As you might know, propaganda is very strong in the DPRK. The cult of personality is far beyond what I witnessed in Romania 25 years ago. For example, upon their death, Kim Il-sung was “elected” “eternal president of DPRK” and Kim Jong-il “eternal president of the Worker’s Party”. Therefore, the current person in charge of that country, Kim Jong-un, is actually the first secretary of the party, the top position not occupied by dead people. Their statues and murals are displayed everywhere and people, including foreigners, are expected to bow in front of them to show their respect.

The ruling party is the Workers’ Party of Korea. The guide said there are two other smaller party that govern the country in alliance with the main worker’s party. The national insign features a brush in addition to the hammer and sickle of the traditional communist countries. The brush is the symbol for the educated people, similar to the compass used in the former GDR.
In the hotel we had some Russian, Chinese, Japanese TV channels and also BBC. But the koreans can only watch the national broadcast, which covers mostly Kims’ activities. A common scene is when one of the Kims is walking in front of a group of peasants, workers or military personnel and suddenly, a group of 2 or 3 crying bystanders start running to hug him. Kim returns their hugging and pets them to calm their emotions, and then he walks further.
Each museum or exhibition emphasizes the close and direct guidance Kim Il-sung gave in development of agriculture, industry, transport and even subway system. Each objective, such as school, library park or railway station proudly displays a list of visits made by each of the leaders. This red plaque reads when each leader took a ride in the free fall tower in one amusement park. There was one such plaque in front of each ride in that park.

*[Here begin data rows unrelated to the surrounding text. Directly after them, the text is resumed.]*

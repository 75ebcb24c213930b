//! Launch configuration for hypervisor processes.

use crate::error::{Result, VmError};
use serde::{Deserialize, Serialize};
use std::path::PathBuf;

/// Default kernel command line for sandbox guests.
pub const DEFAULT_BOOT_ARGS: &str = "console=ttyS0 reboot=k panic=1 pci=off";

/// Everything needed to start one hypervisor process for one sandbox.
///
/// Paths in [`kernel_path`](Self::kernel_path) and the drives are the paths
/// the hypervisor sees *after* the bind mounts in [`mounts`](Self::mounts)
/// have been applied inside its private mount namespace.
#[derive(Debug, Clone, Serialize, Deserialize)]
pub struct LaunchConfig {
    /// Identifier of the sandbox this process belongs to
    pub vm_id: String,
    /// Number of virtual CPUs (1-32)
    pub vcpu_count: u8,
    /// Memory size in MiB (128-32768)
    pub memory_mib: u32,
    /// Path to kernel image
    pub kernel_path: PathBuf,
    /// Kernel boot arguments
    pub boot_args: String,
    /// Root filesystem drive
    pub root_drive: DriveConfig,
    /// Additional drives (optional)
    pub extra_drives: Vec<DriveConfig>,
    /// Network configuration (optional)
    pub network: Option<NetworkConfig>,
    /// Path to Firecracker binary
    pub firecracker_path: PathBuf,
    /// Path of the Firecracker API socket
    pub socket_path: PathBuf,
    /// Network namespace the process runs in
    pub netns: String,
    /// Bind mounts applied in the private mount namespace before exec
    pub mounts: Vec<BindMount>,
    /// `cgroup.procs` file the process moves itself into before exec
    pub cgroup_procs: Option<PathBuf>,
}

impl Default for LaunchConfig {
    fn default() -> Self {
        Self {
            vm_id: String::new(),
            vcpu_count: 2,
            memory_mib: 512,
            kernel_path: PathBuf::from("/var/lib/skerry/kernels/vmlinux"),
            boot_args: DEFAULT_BOOT_ARGS.into(),
            root_drive: DriveConfig::default(),
            extra_drives: Vec::new(),
            network: None,
            firecracker_path: PathBuf::from("/usr/local/bin/firecracker"),
            socket_path: PathBuf::new(),
            netns: String::new(),
            mounts: Vec::new(),
            cgroup_procs: None,
        }
    }
}

impl LaunchConfig {
    /// Validate the configuration.
    ///
    /// # Errors
    /// Returns an error if any configuration value is invalid.
    pub fn validate(&self) -> Result<()> {
        if self.vm_id.is_empty() {
            return Err(VmError::Config("vm_id is required".into()));
        }

        // Firecracker supports 1-32 vCPUs
        if self.vcpu_count == 0 || self.vcpu_count > 32 {
            return Err(VmError::Config(format!(
                "vcpu_count must be 1-32, got {}",
                self.vcpu_count
            )));
        }

        if self.memory_mib < 128 {
            return Err(VmError::Config(format!(
                "memory_mib must be at least 128, got {}",
                self.memory_mib
            )));
        }

        if self.socket_path.as_os_str().is_empty() {
            return Err(VmError::Config("socket_path is required".into()));
        }

        if self.netns.is_empty() {
            return Err(VmError::Config("netns is required".into()));
        }

        let mut drive_ids = vec![self.root_drive.drive_id.clone()];
        for extra in &self.extra_drives {
            if drive_ids.contains(&extra.drive_id) {
                return Err(VmError::Config(format!(
                    "duplicate drive_id: {}",
                    extra.drive_id
                )));
            }
            drive_ids.push(extra.drive_id.clone());
        }

        Ok(())
    }
}

/// Configuration for a block device (drive).
#[derive(Debug, Clone, Serialize, Deserialize, PartialEq, Eq)]
pub struct DriveConfig {
    /// Unique drive identifier
    pub drive_id: String,
    /// Path to drive image as seen by the hypervisor
    pub path_on_host: PathBuf,
    /// Whether this is the root device
    pub is_root_device: bool,
    /// Read-only flag
    pub is_read_only: bool,
}

impl Default for DriveConfig {
    fn default() -> Self {
        Self {
            drive_id: "rootfs".into(),
            path_on_host: PathBuf::new(),
            is_root_device: true,
            is_read_only: false,
        }
    }
}

/// Guest network interface backed by a tap device.
#[derive(Debug, Clone, Serialize, Deserialize, PartialEq, Eq)]
pub struct NetworkConfig {
    /// Interface id inside Firecracker
    pub iface_id: String,
    /// Tap device name in the process' network namespace
    pub host_dev_name: String,
    /// Optional fixed guest MAC address
    pub guest_mac: Option<String>,
}

impl Default for NetworkConfig {
    fn default() -> Self {
        Self {
            iface_id: "eth0".into(),
            host_dev_name: "tap0".into(),
            guest_mac: None,
        }
    }
}

/// A bind mount performed in the launcher's private mount namespace.
#[derive(Debug, Clone, Serialize, Deserialize, PartialEq, Eq)]
pub struct BindMount {
    pub source: PathBuf,
    pub target: PathBuf,
}

#[cfg(test)]
mod tests {
    use super::*;

    fn valid() -> LaunchConfig {
        LaunchConfig {
            vm_id: "sbx-1".into(),
            socket_path: PathBuf::from("/tmp/sbx-1.sock"),
            netns: "sbx-1-0".into(),
            ..Default::default()
        }
    }

    #[test]
    fn test_valid_config() {
        assert!(valid().validate().is_ok());
    }

    #[test]
    fn test_missing_netns() {
        let config = LaunchConfig {
            netns: String::new(),
            ..valid()
        };
        assert!(matches!(config.validate(), Err(VmError::Config(_))));
    }

    #[test]
    fn test_vcpu_bounds() {
        let config = LaunchConfig {
            vcpu_count: 33,
            ..valid()
        };
        assert!(config.validate().is_err());
    }

    #[test]
    fn test_duplicate_drive_ids() {
        let mut config = valid();
        config.extra_drives.push(DriveConfig {
            drive_id: "rootfs".into(),
            is_root_device: false,
            ..Default::default()
        });
        assert!(config.validate().is_err());
    }
}
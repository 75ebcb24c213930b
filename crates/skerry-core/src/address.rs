//! Deterministic per-slot addressing.
//!
//! A sandbox host subnet (e.g. `10.140.0.0/16`) is split in two halves:
//!
//! ```text
//! base ─┬─ lower half: veth /30 blocks, one per slot
//!       │    block = base + 4*slot   host end = block+1   ns end = block+2
//!       └─ upper half: host-cloned /32s, 254 per /24 row
//!            row = slot / 254        last octet = slot % 254 + 1
//! ```
//!
//! The two halves never overlap, /30 blocks never share an address, and
//! host-cloned addresses skip `.0` and `.255`, so every slot gets a disjoint
//! set of addresses with no network or broadcast octets.

use crate::error::{CoreError, Result};
use serde::{Deserialize, Serialize};
use std::fmt;
use std::net::Ipv4Addr;
use std::str::FromStr;

/// Smallest allowed host subnet prefix.
pub const MIN_BASE_PREFIX: u8 = 8;
/// Largest allowed host subnet prefix (a /23 still holds one full /24 row).
pub const MAX_BASE_PREFIX: u8 = 23;
/// Prefix length of each veth block.
pub const VETH_PREFIX: u8 = 30;

/// Default sandbox subnet: 8192 slots.
pub const DEFAULT_SUBNET: Ipv4Cidr = Ipv4Cidr {
    network: Ipv4Addr::new(10, 140, 0, 0),
    prefix: 16,
};

const VETH_BLOCK: u32 = 4;
const HOSTS_PER_ROW: u32 = 254;
const ROW: u32 = 256;

/// An IPv4 network in CIDR notation.
///
/// The address is always normalized to the network address.
#[derive(Debug, Clone, Copy, PartialEq, Eq, Hash, Serialize, Deserialize)]
#[serde(try_from = "String", into = "String")]
pub struct Ipv4Cidr {
    network: Ipv4Addr,
    prefix: u8,
}

impl Ipv4Cidr {
    /// Build a CIDR, masking off host bits.
    pub fn new(addr: Ipv4Addr, prefix: u8) -> Result<Self> {
        if prefix > 32 {
            return Err(CoreError::Validation(format!(
                "prefix length {prefix} out of range 0..=32"
            )));
        }
        let network = Ipv4Addr::from(u32::from(addr) & mask(prefix));
        Ok(Self { network, prefix })
    }

    /// Network address.
    pub fn network(&self) -> Ipv4Addr {
        self.network
    }

    /// Prefix length.
    pub fn prefix(&self) -> u8 {
        self.prefix
    }

    /// Number of addresses in the network.
    pub fn size(&self) -> u64 {
        1u64 << (32 - self.prefix as u32)
    }

    /// Whether `addr` falls inside this network.
    pub fn contains(&self, addr: Ipv4Addr) -> bool {
        u32::from(addr) & mask(self.prefix) == u32::from(self.network)
    }
}

fn mask(prefix: u8) -> u32 {
    if prefix == 0 {
        0
    } else {
        u32::MAX << (32 - prefix as u32)
    }
}

impl fmt::Display for Ipv4Cidr {
    fn fmt(&self, f: &mut fmt::Formatter<'_>) -> fmt::Result {
        write!(f, "{}/{}", self.network, self.prefix)
    }
}

impl FromStr for Ipv4Cidr {
    type Err = CoreError;

    fn from_str(s: &str) -> Result<Self> {
        let (addr, prefix) = s
            .split_once('/')
            .ok_or_else(|| CoreError::Validation(format!("'{s}' is not in CIDR notation")))?;
        let addr: Ipv4Addr = addr
            .parse()
            .map_err(|_| CoreError::Validation(format!("'{addr}' is not an IPv4 address")))?;
        let prefix: u8 = prefix
            .parse()
            .map_err(|_| CoreError::Validation(format!("'{prefix}' is not a prefix length")))?;
        Self::new(addr, prefix)
    }
}

impl TryFrom<String> for Ipv4Cidr {
    type Error = CoreError;

    fn try_from(s: String) -> Result<Self> {
        s.parse()
    }
}

impl From<Ipv4Cidr> for String {
    fn from(cidr: Ipv4Cidr) -> Self {
        cidr.to_string()
    }
}

/// Addresses owned by one slot.
#[derive(Debug, Clone, Copy, PartialEq, Eq, Serialize, Deserialize)]
pub struct AddressPlan {
    /// Slot index the plan was derived from.
    pub slot: u32,
    /// Host end of the veth pair.
    pub veth_ip: Ipv4Addr,
    /// Namespace end of the veth pair.
    pub vpeer_ip: Ipv4Addr,
    /// Address the sandbox is reachable at from the host.
    pub host_cloned_ip: Ipv4Addr,
}

impl AddressPlan {
    /// The /30 holding both veth ends.
    pub fn veth_cidr(&self) -> Ipv4Cidr {
        // prefix is a constant in range
        Ipv4Cidr {
            network: Ipv4Addr::from(u32::from(self.veth_ip) & mask(VETH_PREFIX)),
            prefix: VETH_PREFIX,
        }
    }

    /// The host-cloned address as a /32.
    pub fn host_cloned_cidr(&self) -> Ipv4Cidr {
        Ipv4Cidr {
            network: self.host_cloned_ip,
            prefix: 32,
        }
    }
}

fn check_base(base: &Ipv4Cidr) -> Result<()> {
    if !(MIN_BASE_PREFIX..=MAX_BASE_PREFIX).contains(&base.prefix) {
        return Err(CoreError::Validation(format!(
            "sandbox subnet {base} must have a prefix between /{MIN_BASE_PREFIX} and /{MAX_BASE_PREFIX}"
        )));
    }
    Ok(())
}

/// Number of slots `base` can address.
pub fn capacity(base: &Ipv4Cidr) -> Result<u32> {
    check_base(base)?;
    // veth half is the binding constraint: (size/2)/4
    Ok((base.size() / 8) as u32)
}

/// Derive the addressing plan for `slot` inside `base`.
///
/// Fails with [`CoreError::Validation`] for a bad base subnet or a slot
/// outside `0..capacity(base)`.
pub fn plan(slot: u32, base: &Ipv4Cidr) -> Result<AddressPlan> {
    let cap = capacity(base)?;
    if slot >= cap {
        return Err(CoreError::Validation(format!(
            "slot {slot} out of range 0..{cap} for {base}"
        )));
    }

    let network = u32::from(base.network);
    let half = (base.size() / 2) as u32;

    let block = network + VETH_BLOCK * slot;
    let row = slot / HOSTS_PER_ROW;
    let host_cloned = network + half + ROW * row + slot % HOSTS_PER_ROW + 1;

    Ok(AddressPlan {
        slot,
        veth_ip: Ipv4Addr::from(block + 1),
        vpeer_ip: Ipv4Addr::from(block + 2),
        host_cloned_ip: Ipv4Addr::from(host_cloned),
    })
}
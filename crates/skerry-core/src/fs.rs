//! Per-sandbox filesystem provisioning.
//!
//! A sandbox gets its own instance tree derived from the template images:
//! - overlay mode: the read-only base is hard-linked (shared inode) and
//!   the writable delta is cloned;
//! - full mode: the base image itself is cloned.
//!
//! "Clone" is a `FICLONE` reflink where the filesystem supports it and a
//! byte copy otherwise. Either way the result is a separate inode, so the
//! template images are never written through an instance path.

use crate::best_effort::BestEffort;
use crate::error::{CoreError, Result};
use crate::layout::ResourceLayout;
use serde::Serialize;
use std::fs::{DirBuilder, File, OpenOptions};
use std::io;
use std::net::SocketAddr;
use std::os::fd::AsRawFd;
use std::os::unix::fs::{DirBuilderExt, OpenOptionsExt};
use std::path::Path;

const DIR_MODE: u32 = 0o755;
const FILE_MODE: u32 = 0o644;

// FICLONE = _IOW(0x94, 9, int)
nix::ioctl_write_int!(ficlone, 0x94, 9);

/// Materializes and removes sandbox instance trees.
#[derive(Debug, Clone, Copy, Default)]
pub struct FilesystemProvisioner;

impl FilesystemProvisioner {
    pub fn new() -> Self {
        Self
    }

    /// Create the instance tree and supporting directories for `layout`.
    ///
    /// Runs on the blocking pool; a failure leaves whatever was created for
    /// [`cleanup`](Self::cleanup) to remove.
    pub async fn provision(&self, layout: &ResourceLayout, overlay: bool) -> Result<()> {
        let layout = layout.clone();
        let start = std::time::Instant::now();
        tokio::task::spawn_blocking(move || provision_blocking(&layout, overlay).map(|()| layout))
            .await
            .map_err(|e| CoreError::Io(io::Error::other(e)))?
            .map(|layout| {
                tracing::debug!(
                    sandbox_id = %layout.sandbox_id(),
                    overlay,
                    elapsed_ms = start.elapsed().as_millis() as u64,
                    "Instance filesystem provisioned"
                );
            })
    }

    /// Remove the instance tree (unless `keep_instance_dir`), the socket and
    /// the metrics target. Every item is attempted; missing items count as
    /// removed.
    pub async fn cleanup(&self, layout: &ResourceLayout, keep_instance_dir: bool) -> Result<()> {
        let mut steps = BestEffort::new("filesystem cleanup", layout.sandbox_id());

        if !keep_instance_dir {
            let dir = layout.instance_dir();
            steps.record(
                "remove instance dir",
                absent_ok("remove", &dir, tokio::fs::remove_dir_all(&dir).await),
            );
        }

        let socket = layout.socket_path();
        steps.record(
            "remove socket",
            absent_ok("remove", &socket, tokio::fs::remove_file(&socket).await),
        );

        let target = layout.metrics_target();
        steps.record(
            "remove metrics target",
            absent_ok("remove", &target, tokio::fs::remove_file(&target).await),
        );

        steps.finish()
    }

    /// Write a Prometheus file_sd descriptor pointing at `address`.
    pub async fn write_metrics_target(&self, layout: &ResourceLayout, address: SocketAddr) -> Result<()> {
        let descriptor = [MetricsTarget {
            targets: vec![address.to_string()],
            labels: MetricsLabels {
                sandbox_id: layout.sandbox_id(),
                template_id: layout.template_id(),
            },
        }];
        let json = serde_json::to_vec_pretty(&descriptor)?;

        let path = layout.metrics_target();
        if let Some(parent) = path.parent() {
            tokio::fs::create_dir_all(parent)
                .await
                .map_err(|e| CoreError::path("create", parent, e))?;
        }
        tokio::fs::write(&path, json)
            .await
            .map_err(|e| CoreError::path("write", &path, e))?;
        tracing::trace!(sandbox_id = %layout.sandbox_id(), path = %path.display(), "Metrics target written");
        Ok(())
    }
}

#[derive(Serialize)]
struct MetricsTarget<'a> {
    targets: Vec<String>,
    labels: MetricsLabels<'a>,
}

#[derive(Serialize)]
struct MetricsLabels<'a> {
    sandbox_id: &'a str,
    template_id: &'a str,
}

fn provision_blocking(layout: &ResourceLayout, overlay: bool) -> Result<()> {
    // the host kernel is bind-mounted over this file inside the private mount
    create_file_and_dirs(&layout.kernel_placeholder())?;

    let mut dirs = vec![layout.private_dir(), layout.socket_dir()];
    if let Some(parent) = layout.metrics_target().parent() {
        dirs.push(parent.to_path_buf());
    }
    for dir in &dirs {
        create_dirs(dir)?;
    }

    if overlay {
        clone_or_copy(&layout.base_writable_rootfs(), &layout.instance_writable_rootfs())?;
        let (base, instance) = (layout.base_rootfs(), layout.instance_rootfs());
        std::fs::hard_link(&base, &instance).map_err(|e| CoreError::path("hard-link", &base, e))?;
    } else {
        clone_or_copy(&layout.base_rootfs(), &layout.instance_rootfs())?;
    }
    Ok(())
}

fn create_dirs(dir: &Path) -> Result<()> {
    DirBuilder::new()
        .recursive(true)
        .mode(DIR_MODE)
        .create(dir)
        .map_err(|e| CoreError::path("create", dir, e))
}

fn create_file_and_dirs(path: &Path) -> Result<()> {
    if let Some(parent) = path.parent() {
        create_dirs(parent)?;
    }
    OpenOptions::new()
        .write(true)
        .create(true)
        .truncate(false)
        .mode(FILE_MODE)
        .open(path)
        .map_err(|e| CoreError::path("create", path, e))?;
    Ok(())
}

/// Clone `src` into a new file at `dst`, falling back to a byte copy.
fn clone_or_copy(src: &Path, dst: &Path) -> Result<()> {
    let source = File::open(src).map_err(|e| CoreError::path("open", src, e))?;
    let target = OpenOptions::new()
        .write(true)
        .create_new(true)
        .mode(FILE_MODE)
        .open(dst)
        .map_err(|e| CoreError::path("create", dst, e))?;

    // SAFETY: both descriptors are open for the duration of the call
    match unsafe { ficlone(target.as_raw_fd(), source.as_raw_fd() as _) } {
        Ok(_) => {
            tracing::trace!(src = %src.display(), dst = %dst.display(), "Reflinked");
            return Ok(());
        }
        Err(errno) => {
            tracing::debug!(src = %src.display(), error = %errno, "Reflink unavailable, copying");
        }
    }

    let copied = io::copy(&mut &source, &mut &target).and_then(|_| target.sync_all());
    if let Err(e) = copied {
        if let Err(remove_err) = std::fs::remove_file(dst) {
            tracing::warn!(dst = %dst.display(), error = %remove_err, "Failed to remove partial copy");
        }
        return Err(CoreError::path("copy", src, e));
    }
    Ok(())
}

fn absent_ok(op: &'static str, path: &Path, result: io::Result<()>) -> Result<()> {
    match result {
        Ok(()) => Ok(()),
        Err(e) if e.kind() == io::ErrorKind::NotFound => Ok(()),
        Err(e) => Err(CoreError::path(op, path, e)),
    }
}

To further glorify the leaders, their accomplishments and their ideas, each summer the mass games are held, during which huge crowds display synchronized dancing, martial arts and other movements. We were able to see school children rehearsing for such games everywhere in Pyongyang during our visit.
First day of our trip was particularly solemn and wearing a shirt and a tie was compulsory. We visited fist two Kims’ mausoleum and the cemetery of national heroes.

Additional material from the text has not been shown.